Bhagwat Jha Azad, the Indira camp Congressi from Bhagalpur, who later became the Chief Minister of Bihar, also sounded a note of caution. “I hope the rules that will be framed under clause giving Powers to the Speaker and Chairmen, will be exercised properly”.
Madhu Dandavate, MP from Rajapur
Then rose the Samajvadi doyen, MP from Rajapur, Madhu Dandavate. He had already tabled two drafts of the defection bill in the parliament before this and was among those keen to enact a law on defection. That, according to him, was the vision laid by Jayprakashji for the Janata Party. After making a snide reference to leaders who are “so non-vegetarian that they have to swallow one leader every week”, he suggested:
“Then, Sir, I would like that Speaker should not be involved in controversies at all. Already some changes are likely to be made. For instance, if you refer to clause 6(2), it says whatever the Speaker does in connection with the actions to be taken, that will be deemed as the proceedings of the House.
If they are deemed to be the proceedings of the House in which the Members of the House will not be able to say anything on the Floor, in that case we are unnecessarily involving the Speaker in a lot of controversies, and Speaker should be kept above that.
Therefore, some Members have put forward an amendment that instead of the Speaker being in that position, some sort of a committee of the House can be formed or a joint committee can be formed which will go into the problem..”
Abdul Rashid Kabuli, the NC MP from Srinagar, referred to the Jammu Kashmir Defection Act enacted by the Sheikh Abdullah government in 1979 in Kashmir. It was the first Indian state to have made such a law. He, too, took exception to the powers given to the speaker. While condemning the recent defection by Congress members [which probably is the only case on defection decided in the first instance by the High Court], he said:
“At that time all the powers were not delegated to the Speaker and he was authorised to refer a case to judiciary, if he deemed it fit and the judiciary could decide the case. I think that shortcoming has now been removed in this Bill. I would also like to make a submission that when we go through this legislation and analyse it, there is a lurking fear that the Speaker may have been given authoritarian powers.
The Speaker or the Chairman is elected through due process and he belongs to a party.

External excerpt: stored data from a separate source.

use daybook_db::{Database, StoreError, StoreResult};
use daybook_types::models::User;
use tracing::warn;

use crate::password;

#[derive(Debug, thiserror::Error)]
pub enum CredentialError {
    #[error("username or email already taken")]
    Taken,
    #[error("could not hash password: {0}")]
    Hash(String),
    #[error(transparent)]
    Store(StoreError),
}

/// Create an account. Only the argon2 hash of the password is stored; the
/// store's uniqueness constraints decide conflicts, so two racing registers
/// cannot both win.
pub fn register(
    db: &Database,
    username: &str,
    email: &str,
    password: &str,
) -> Result<i64, CredentialError> {
    let hash = password::hash_password(password).map_err(|e| CredentialError::Hash(e.to_string()))?;

    match db.create_user(username, email, &hash) {
        Ok(user_id) => Ok(user_id),
        Err(StoreError::Conflict) => Err(CredentialError::Taken),
        Err(e) => Err(CredentialError::Store(e)),
    }
}

/// Check a username/password pair. Unknown usernames and wrong passwords both
/// come back as None so callers cannot tell the two apart.
pub fn authenticate(db: &Database, username: &str, password: &str) -> StoreResult<Option<User>> {
    let Some(row) = db.get_user_by_username(username)? else {
        return Ok(None);
    };

    match password::verify_password(password, &row.password_hash) {
        Ok(true) => Ok(Some(row.into_model())),
        Ok(false) => Ok(None),
        Err(e) => {
            warn!("Unreadable password hash for user {}: {}", row.id, e);
            Ok(None)
        }
    }
}

#[cfg(test)]
mod tests {
    use super::*;

    fn test_db() -> Database {
        Database::open_in_memory().unwrap()
    }

    #[test]
    fn register_then_authenticate() {
        let db = test_db();
        let id = register(&db, "alice", "alice@example.com", "password123").unwrap();

        let user = authenticate(&db, "alice", "password123").unwrap().unwrap();
        assert_eq!(user.id, id);
        assert_eq!(user.username, "alice");
        assert_eq!(user.email, "alice@example.com");
    }

    #[test]
    fn register_rejects_taken_username_and_email() {
        let db = test_db();
        register(&db, "alice", "alice@example.com", "password123").unwrap();

        let err = register(&db, "alice", "fresh@example.com", "password123").unwrap_err();
        assert!(matches!(err, CredentialError::Taken));

        let err = register(&db, "bob", "alice@example.com", "password123").unwrap_err();
        assert!(matches!(err, CredentialError::Taken));
    }

    #[test]
    fn authenticate_is_opaque_about_the_reason() {
        let db = test_db();
        register(&db, "alice", "alice@example.com", "password123").unwrap();

        assert!(authenticate(&db, "alice", "wrong-password").unwrap().is_none());
        assert!(authenticate(&db, "nobody", "password123").unwrap().is_none());
    }

    #[test]
    fn stored_hash_is_not_the_password() {
        let db = test_db();
        register(&db, "alice", "alice@example.com", "password123").unwrap();

        let row = db.get_user_by_username("alice").unwrap().unwrap();
        assert_ne!(row.password_hash, "password123");
        assert!(row.password_hash.starts_with("$argon2"));
    }
}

He is elected on the ticket of a particular party and when he seeks re-election, he has to look to that party again. A legislation should be brought in the Parliament that in future nobody would contest against the Speaker and once his non-political character has been recognised, he will have to sever all connections with his political party so that nobody may contest election against him. Then he will contest election as an independent candidate and return as an independent candidate to this House. Otherwise, if such privileges are not given to the Speaker and he is under pressure from the ruling party, it is feared that the rights of the Opposition may be adversely affected.”

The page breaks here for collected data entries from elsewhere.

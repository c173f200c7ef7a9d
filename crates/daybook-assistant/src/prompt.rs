use std::fmt::Write;

use chrono::Local;

use daybook_session::Session;

/// How many trailing chat messages the prompt carries.
pub const HISTORY_WINDOW: usize = 5;

/// Canned shortcut inputs the view renders as buttons. A tapped shortcut goes
/// through the same ask path as typed text.
pub const QUICK_PROMPTS: [&str; 3] = [
    "Help me plan my day productively",
    "Help me brainstorm creative ideas",
    "Help me set my priorities",
];

/// Assemble the context prompt for one exchange. Expects the user's message to
/// already be in the session, so the history window includes it.
pub fn build_prompt(session: &Session, user_text: &str) -> String {
    let mut prompt = String::new();
    let _ = writeln!(prompt, "Today is {}.", Local::now().format("%d/%m/%Y"));

    let _ = writeln!(prompt, "\nThe user's open tasks:");
    let mut any = false;
    for task in session.tasks().iter().rev().filter(|t| !t.completed) {
        any = true;
        let _ = writeln!(prompt, "- {}", task.text);
    }
    if !any {
        let _ = writeln!(prompt, "(none)");
    }

    let _ = writeln!(prompt, "\nThe user's ideas:");
    if session.ideas().is_empty() {
        let _ = writeln!(prompt, "(none)");
    }
    for idea in session.ideas().iter().rev() {
        let _ = writeln!(prompt, "- {}", idea.text);
    }

    let _ = writeln!(prompt, "\nConversation so far:");
    for message in session.recent_messages(HISTORY_WINDOW) {
        let _ = writeln!(prompt, "{}: {}", message.role.as_str(), message.content);
    }

    let _ = writeln!(prompt, "\nThe user asks: {user_text}");

    let _ = write!(
        prompt,
        "\nYou are an assistant specialized in organization, productivity and \
         task management. Answer helpfully and motivationally, focusing on \
         personal organization."
    );

    prompt
}
use rusqlite::Connection;
use tracing::info;

use crate::StoreResult;

pub fn run(conn: &Connection) -> StoreResult<()> {
    conn.execute_batch(
        "
        CREATE TABLE IF NOT EXISTS users (
            id            INTEGER PRIMARY KEY,
            username      TEXT NOT NULL UNIQUE,
            email         TEXT NOT NULL UNIQUE,
            password_hash TEXT NOT NULL,
            created_at    TEXT NOT NULL DEFAULT (datetime('now'))
        );

        CREATE TABLE IF NOT EXISTS tasks (
            id          INTEGER PRIMARY KEY,
            owner_id    INTEGER NOT NULL REFERENCES users(id),
            text        TEXT NOT NULL,
            priority    TEXT NOT NULL DEFAULT 'medium',
            completed   INTEGER NOT NULL DEFAULT 0,
            created_at  TEXT NOT NULL DEFAULT (datetime('now')),
            time_label  TEXT NOT NULL
        );

        CREATE INDEX IF NOT EXISTS idx_tasks_owner
            ON tasks(owner_id, id);

        CREATE TABLE IF NOT EXISTS ideas (
            id          INTEGER PRIMARY KEY,
            owner_id    INTEGER NOT NULL REFERENCES users(id),
            text        TEXT NOT NULL,
            category    TEXT NOT NULL DEFAULT 'General',
            created_at  TEXT NOT NULL DEFAULT (datetime('now')),
            time_label  TEXT NOT NULL
        );

        CREATE INDEX IF NOT EXISTS idx_ideas_owner
            ON ideas(owner_id, id);

        CREATE TABLE IF NOT EXISTS messages (
            id          INTEGER PRIMARY KEY,
            owner_id    INTEGER NOT NULL REFERENCES users(id),
            role        TEXT NOT NULL,
            content     TEXT NOT NULL,
            created_at  TEXT NOT NULL DEFAULT (datetime('now'))
        );

        CREATE INDEX IF NOT EXISTS idx_messages_owner
            ON messages(owner_id, id);
        ",
    )?;

    info!("Database schema ready");
    Ok(())
}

Through all this discussion, the speaker termed the bill “a vaccination to an epidemic”. Adv. Tenali Venkatraman however, probingly asked, why was this not made a part of Art. 103 or some section in the Representation of the People Act? Why was the power to adjudicate granted to the speaker or the chairman? As the debate gathered steam, Jaipal Singh rose to speak.

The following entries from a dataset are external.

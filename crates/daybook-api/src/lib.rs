pub mod auth;
pub mod chat;
pub mod ideas;
pub mod middleware;
pub mod tasks;

use std::sync::MutexGuard;

use axum::{
    Router,
    http::StatusCode,
    middleware::from_fn_with_state,
    routing::{delete, get, post},
};
use tracing::error;

use daybook_db::StoreError;
use daybook_session::{Session, SharedSession};

use crate::auth::AppState;

/// Every route the app serves. The server binary layers CORS and tracing on
/// top; tests drive this router directly.
pub fn router(state: AppState) -> Router {
    let public = Router::new()
        .route("/auth/register", post(auth::register))
        .route("/auth/login", post(auth::login))
        .route("/health", get(health))
        .with_state(state.clone());

    let protected = Router::new()
        .route("/auth/logout", post(auth::logout))
        .route("/tasks", get(tasks::list_tasks))
        .route("/tasks", post(tasks::add_task))
        .route("/tasks/{position}/complete", post(tasks::complete_task))
        .route("/tasks/{position}", delete(tasks::delete_task))
        .route("/ideas", get(ideas::list_ideas))
        .route("/ideas", post(ideas::add_idea))
        .route("/ideas/{position}", delete(ideas::delete_idea))
        .route("/chat", get(chat::get_history))
        .route("/chat", post(chat::post_message))
        .route("/chat/prompts", get(chat::quick_prompts))
        .layer(from_fn_with_state(state.clone(), middleware::require_auth))
        .with_state(state);

    Router::new().merge(public).merge(protected)
}

/// GET /health — liveness check (no auth).
async fn health() -> &'static str {
    "ok"
}

pub(crate) fn lock_session(session: &SharedSession) -> Result<MutexGuard<'_, Session>, StatusCode> {
    session.lock().map_err(|e| {
        error!("Session lock poisoned: {}", e);
        StatusCode::INTERNAL_SERVER_ERROR
    })
}

pub(crate) fn store_unavailable(e: StoreError) -> StatusCode {
    error!("Store error: {}", e);
    StatusCode::SERVICE_UNAVAILABLE
}

pub(crate) fn join_error(e: tokio::task::JoinError) -> StatusCode {
    error!("spawn_blocking join error: {}", e);
    StatusCode::INTERNAL_SERVER_ERROR
}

III-B — Aayaram, Gayaram and Balaram
Source: Times
Sudini Jaipal Singh, then a first-time Janata Dal MP from Mahbubnagar, who later rose to prominence in Congress, contended that these clauses, particularly clause 6(2) making speaker decisions proceedings of the house, were violative of the basic structure of the constitution. He too wanted no role for the speaker. When prodded, the then speaker himself suggested that he was “not enamoured by the role(under the Tenth Schedule) at all.”
Jaipal Singh then identified the malady that continues with us till today, 40 years later, in precise terms:
“To leave such a grave matter to the individual's discreation(sic) of the Speaker is dangerous. Apart from tbe personality of the Speaker, what is the position of the Speaker? Speaker is always at the command of the majority party in the House.”
What transpired next is worth reproducing in full:
Mr. Speaker: That is absolutely wrong.
Jaipal Reddy: How is it wrong? I will explain my point, I did not mean to cast any aspersions,
Mr. Speaker: Before making a Speaker, it might be in the hands of the ruling group because they are in the majority.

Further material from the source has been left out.